Steps for translation:
- mRNA enters the cytoplasm and attaches to a ribosome. tRNA molecules with complementray anticodons and amino acid attached arrive at the ribosome.
- A tRNA molecule with an anticodon complementary to the first codon on the mRNA attaches to it via complementary base pairing.
- A second tRNA molecule attaches itself in the same way.
- The two tRNA molecules have amino acids attached, these two amino acids are joined by a peptide bond (condensation reaction). Once this occurs, the first tRNA molecule detaches as moves away.
- A third tRNA molecule binds to the next mRNA codon. The amino acid binds to the second amino acid and the second tRNA molecule moves away.
- The process is repeated, producing a polypeptide chain until a stop codon is reached.

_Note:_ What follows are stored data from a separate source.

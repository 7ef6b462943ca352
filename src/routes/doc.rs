use utoipa::OpenApi;
use utoipa::openapi::OpenApi as OpenApiSpec;
use utoipa_scalar::{Scalar, Servable};

use crate::{
    dto::orders::{CreateOrderRequest, CreateOrderResponse, OrderListResponse},
    error::ErrorBody,
    models::Order,
    routes::{health, orders},
};

#[derive(OpenApi)]
#[openapi(
    paths(
        health::health_check,
        orders::create_order,
        orders::list_orders,
    ),
    components(
        schemas(
            Order,
            CreateOrderRequest,
            CreateOrderResponse,
            OrderListResponse,
            ErrorBody,
            health::HealthData,
        )
    ),
    tags(
        (name = "Health", description = "Health check endpoint"),
        (name = "Orders", description = "Order intake and listing"),
    )
)]
pub struct ApiDoc;

pub fn scalar_docs() -> Scalar<OpenApiSpec> {
    Scalar::with_url("/docs", ApiDoc::openapi())
}
use std::env;

use anyhow::Context;

use webdev_order_api::{form::OrderDraft, wa};

/// Command-line stand-in for the browser order form: read a draft, validate
/// it, hand the visitor the pre-filled WhatsApp link right away and push the
/// order to the intake API in the background.
#[tokio::main]
async fn main() -> anyhow::Result<()> {
    dotenvy::dotenv().ok();
    tracing_subscriber::fmt()
        .with_env_filter(
            tracing_subscriber::EnvFilter::try_from_default_env()
                .unwrap_or_else(|_| "info".into()),
        )
        .init();

    let path = env::args()
        .nth(1)
        .context("usage: order-form <draft.json>")?;
    let raw = tokio::fs::read_to_string(&path)
        .await
        .with_context(|| format!("reading draft from {path}"))?;
    let draft: OrderDraft = serde_json::from_str(&raw).context("parsing order draft")?;

    if let Err(err) = draft.validate() {
        eprintln!("{err}");
        std::process::exit(1);
    }

    let message = wa::build_order_message(&draft);
    let link = wa::build_wa_link(&message)?;

    let api_url = env::var("ORDER_API_URL")
        .unwrap_or_else(|_| "http://127.0.0.1:3000/api/orders".to_string());

    // Fire-and-forget: the save must not delay the WhatsApp handoff, and its
    // outcome only ever reaches the log.
    let background_save = tokio::spawn(persist_draft(api_url, draft));

    println!("Buka WhatsApp: {link}");
    println!("Pemesanan Berhasil! Tim kami akan segera menghubungi Anda untuk konfirmasi.");

    // Keep the process alive long enough for the detached save to finish;
    // its result stays ignored.
    let _ = background_save.await;

    Ok(())
}

async fn persist_draft(api_url: String, draft: OrderDraft) {
    let client = reqwest::Client::new();
    match client.post(&api_url).json(&draft).send().await {
        Ok(response) if response.status().is_success() => {
            tracing::debug!(status = %response.status(), "background save ok");
        }
        Ok(response) => {
            tracing::warn!(status = %response.status(), "background save failed");
        }
        Err(err) => {
            tracing::warn!(error = %err, "background save failed");
        }
    }
}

- Polypeptide chain detaches.
Transcription model answer
- DNA helicase unwinds the region of DNA to be translated - the DNA strands separate, exposing the promoter region.
- RNA polymerase complex assembles onto the promoter region.
- RNA polymerase then moves along the coding strand and selects complimentary free nucleotides to form the mRNA strand via polymerase condensation.
Translation model answer
1. mRNA leaves (nucleus) through nuclear pore;
2. To ribosome;
3. tRNA molecules bring amino acids (to ribosome);
4. Specific tRNA molecule for specific amino acid;
5. Anticodon of tRNA corresponds / complementary to codon on mRNA;
6. Peptide bonds form between amino acids;
7. tRNA detaches and collects another amino acid;
8. Ribosome moves along mRNA;
In Vivo Cloning
Steps for In Vivo cloning:
- Vector DNA and the DNA required are cut using the same restriction enzyme. This results in the sticky ends of the vector and isolated DNA being complementary.
- The vector DNA and DNA fragment are mixed together with DNA ligase which joins the phosphate backbones together (sticky end to sticky end)
- This is called recombinant DNA.
- The recombinant vector is now inserted into a host cell. With plasmids, host bacterial cells are placed in ice-cold Ca2+ solution. Plasmids are added and then mixture is heat-shocked to encourage bacteria to take up the plasmids. Bacteriophages will inject the recombinant DNA into the bacteria.
- Marker genes are used to identify the cells that have taken up the plasmid. These can be inserted into vectors at the same time as the required gene.
- This can be done by replica plating - where antibiotic resistance is tested - the plasmid often replaces a resistance gene. Or using a fluroresence marker - the gene will cause transformed cells to fluoresce under UV light.